Directions for this task » From the records below, copy the lines that include "derive".

(Collected data entries)
== Segment start ==

use super::cell::{ColumnRole, RowRole};
use crate::theme;
use ratatui::style::Style;
use ratatui::symbols::border::Set;
use thiserror::Error;
use time::error::InvalidFormatDescription;
use time::format_description::{self, BorrowedFormatItem, OwnedFormatItem};
use time::{macros::format_description, Date};

static DEFAULT_DATE_FORMAT: &[BorrowedFormatItem<'_>] = format_description!("[month]/[day]");

/// Border variants for the first, middle, and last column of a row
#[derive(Clone, Copy, Debug, Eq, PartialEq)]
pub struct BorderSets {
    pub first: Set,
    pub middle: Set,
    pub last: Set,
}

impl BorderSets {
    /// The border set for a column.  A lone column takes its left side from
    /// `first` and its right side from `last`.
    pub fn get(&self, role: ColumnRole) -> Set {
        match role {
            ColumnRole::First => self.first,
            ColumnRole::Middle => self.middle,
            ColumnRole::Last => self.last,
            ColumnRole::Only => Set {
                top_right: self.last.top_right,
                vertical_right: self.last.vertical_right,
                bottom_right: self.last.bottom_right,
                ..self.first
            },
        }
    }
}

/// Dimensions, styles, and border tables for calendar cells
#[derive(Clone, Copy, Debug, Eq, PartialEq)]
pub struct CellStyles {
    /// Width of a cell's content, not counting borders
    pub width: u16,
    /// Lines of per-date content drawn beneath the day number
    pub body_height: u16,
    pub label: Style,
    pub number: Style,
    pub active_number: Style,
    pub body: Style,
    pub border: Style,
    pub header: BorderSets,
    pub interior: BorderSets,
    pub bottom: BorderSets,
}

impl CellStyles {
    pub fn row_borders(&self, role: RowRole) -> &BorderSets {
        match role {
            RowRole::Interior => &self.interior,
            RowRole::Bottom => &self.bottom,
        }
    }

    pub fn width(mut self, width: u16) -> CellStyles {
        self.width = width;
        self
    }

    pub fn body_height(mut self, body_height: u16) -> CellStyles {
        self.body_height = body_height;
        self
    }

    /// The same dimensions and borders with every style reset to the
    /// terminal default
    pub fn unstyled(self) -> CellStyles {
        CellStyles {
            label: Style::new(),
            number: Style::new(),
            active_number: Style::new(),
            body: Style::new(),
            border: Style::new(),
            ..self
        }
    }
}

impl Default for CellStyles {
    fn default() -> CellStyles {
        CellStyles {
            // Default weekday labels are three characters, plus one column of
            // padding on either side
            width: 5,
            body_height: 1,
            label: theme::WEEKDAY_STYLE,
            number: theme::NUMBER_STYLE,
            active_number: theme::ACTIVE_NUMBER_STYLE,
            body: theme::BODY_STYLE,
            border: theme::BORDER_STYLE,
            header: BorderSets {
                first: theme::HEADER_FIRST,
                middle: theme::HEADER_MIDDLE,
                last: theme::HEADER_LAST,
            },
            interior: BorderSets {
                first: theme::INTERIOR_FIRST,
                middle: theme::INTERIOR_MIDDLE,
                last: theme::INTERIOR_LAST,
            },
            bottom: BorderSets {
                first: theme::BOTTOM_FIRST,
                middle: theme::BOTTOM_MIDDLE,
                last: theme::BOTTOM_LAST,
            },
        }
    }
}

/// A runtime-parsed `time` format description for the dates shown in week
/// headers
#[derive(Clone, Debug)]
pub struct DateFormat {
    source: String,
    items: OwnedFormatItem,
}

impl DateFormat {
    pub fn parse(s: &str) -> Result<DateFormat, InvalidDateFormat> {
        let items = match format_description::parse_owned::<2>(s) {
            Ok(items) => items,
            Err(source) => {
                return Err(InvalidDateFormat {
                    format: s.to_owned(),
                    source,
                })
            }
        };
        Ok(DateFormat {
            source: s.to_owned(),
            items,
        })
    }

    pub fn as_str(&self) -> &str {
        &self.source
    }

    /// Formats `date`, or returns an empty string if the description asks for
    /// components a date does not have
    pub fn format(&self, date: Date) -> String {
        date.format(&self.items).unwrap_or_else(|e| {
            log::warn!("could not format {date} with {:?}: {e}", self.source);
            String::new()
        })
    }
}

impl PartialEq for DateFormat {
    fn eq(&self, other: &DateFormat) -> bool {
        self.source == other.source
    }
}

impl Eq for DateFormat {}

impl Default for DateFormat {
    fn default() -> DateFormat {
        DateFormat {
            source: String::from("[month]/[day]"),
            items: OwnedFormatItem::from(DEFAULT_DATE_FORMAT),
        }
    }
}

#[derive(Debug, Error)]
#[error("invalid date format {format:?}")]
pub struct InvalidDateFormat {
    format: String,
    source: InvalidFormatDescription,
}

/// Styling for the week grid: cell styles plus header extras
#[derive(Clone, Debug, Eq, PartialEq)]
pub struct WeekStyles {
    pub cells: CellStyles,
    pub active_header: Style,
    pub date_format: DateFormat,
}

impl Default for WeekStyles {
    fn default() -> WeekStyles {
        WeekStyles {
            cells: CellStyles::default(),
            active_header: theme::ACTIVE_HEADER_STYLE,
            date_format: DateFormat::default(),
        }
    }
}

== Segment end ==

Written solution »
#[derive(Clone, Copy, Debug, Eq, PartialEq)]
#[derive(Clone, Copy, Debug, Eq, PartialEq)]
#[derive(Clone, Debug)]
#[derive(Debug, Error)]
#[derive(Clone, Debug, Eq, PartialEq)]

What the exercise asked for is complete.